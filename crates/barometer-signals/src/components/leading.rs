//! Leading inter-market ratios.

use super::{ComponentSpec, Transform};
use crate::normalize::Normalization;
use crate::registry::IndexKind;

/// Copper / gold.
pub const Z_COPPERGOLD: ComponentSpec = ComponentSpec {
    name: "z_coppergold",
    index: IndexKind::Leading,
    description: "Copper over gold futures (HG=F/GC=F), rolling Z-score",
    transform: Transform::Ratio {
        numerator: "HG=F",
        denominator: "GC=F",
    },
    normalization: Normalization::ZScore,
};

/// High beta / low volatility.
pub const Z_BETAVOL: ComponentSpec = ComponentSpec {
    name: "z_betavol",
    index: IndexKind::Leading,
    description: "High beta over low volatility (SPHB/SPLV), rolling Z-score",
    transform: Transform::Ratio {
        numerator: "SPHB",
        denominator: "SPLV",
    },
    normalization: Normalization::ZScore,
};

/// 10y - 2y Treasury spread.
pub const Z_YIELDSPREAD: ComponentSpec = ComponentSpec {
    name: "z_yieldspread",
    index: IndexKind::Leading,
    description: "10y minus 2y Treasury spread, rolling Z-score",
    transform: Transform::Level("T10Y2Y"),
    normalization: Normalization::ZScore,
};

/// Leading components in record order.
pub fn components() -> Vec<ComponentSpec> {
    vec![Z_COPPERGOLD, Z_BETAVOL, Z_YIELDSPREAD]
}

--

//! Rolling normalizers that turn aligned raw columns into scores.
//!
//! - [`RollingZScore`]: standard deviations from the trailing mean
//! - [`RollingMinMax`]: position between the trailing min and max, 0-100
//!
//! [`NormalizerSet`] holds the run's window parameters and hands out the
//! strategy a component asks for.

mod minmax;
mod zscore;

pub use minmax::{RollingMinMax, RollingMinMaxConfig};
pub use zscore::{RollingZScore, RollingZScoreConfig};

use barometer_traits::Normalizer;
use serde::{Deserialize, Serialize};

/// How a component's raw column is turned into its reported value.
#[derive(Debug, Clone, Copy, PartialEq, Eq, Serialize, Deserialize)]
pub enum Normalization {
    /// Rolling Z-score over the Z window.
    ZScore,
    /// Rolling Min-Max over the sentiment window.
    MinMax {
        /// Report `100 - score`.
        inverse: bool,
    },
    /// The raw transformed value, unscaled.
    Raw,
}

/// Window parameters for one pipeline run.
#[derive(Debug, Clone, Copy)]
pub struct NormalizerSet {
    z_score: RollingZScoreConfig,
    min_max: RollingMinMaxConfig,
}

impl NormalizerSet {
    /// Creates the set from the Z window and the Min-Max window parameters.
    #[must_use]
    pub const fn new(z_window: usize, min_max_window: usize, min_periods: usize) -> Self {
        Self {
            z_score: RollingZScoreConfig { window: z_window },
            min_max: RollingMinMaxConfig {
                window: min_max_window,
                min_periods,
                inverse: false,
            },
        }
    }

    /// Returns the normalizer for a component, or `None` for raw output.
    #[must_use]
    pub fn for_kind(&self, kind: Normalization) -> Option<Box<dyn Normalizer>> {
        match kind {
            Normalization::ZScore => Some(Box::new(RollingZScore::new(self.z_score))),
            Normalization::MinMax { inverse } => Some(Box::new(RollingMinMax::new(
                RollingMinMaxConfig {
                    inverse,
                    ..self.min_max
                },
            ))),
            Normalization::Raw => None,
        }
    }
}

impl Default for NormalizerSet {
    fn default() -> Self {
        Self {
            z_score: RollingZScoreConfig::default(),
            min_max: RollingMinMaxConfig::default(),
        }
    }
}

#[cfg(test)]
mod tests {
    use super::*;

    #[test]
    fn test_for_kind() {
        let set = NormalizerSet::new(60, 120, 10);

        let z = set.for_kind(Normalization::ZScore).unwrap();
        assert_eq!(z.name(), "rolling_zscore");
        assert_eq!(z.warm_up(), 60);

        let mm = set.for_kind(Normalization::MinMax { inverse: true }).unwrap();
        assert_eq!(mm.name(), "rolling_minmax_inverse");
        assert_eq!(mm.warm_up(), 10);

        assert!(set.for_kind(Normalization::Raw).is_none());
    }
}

* _TASK ITEM_: Lines with the word "parameters" in them should be copied from the preceding records.

* _RESULT FOR THIS TASK_:
//! [`NormalizerSet`] holds the run's window parameters and hands out the
/// Window parameters for one pipeline run.
    /// Creates the set from the Z window and the Min-Max window parameters.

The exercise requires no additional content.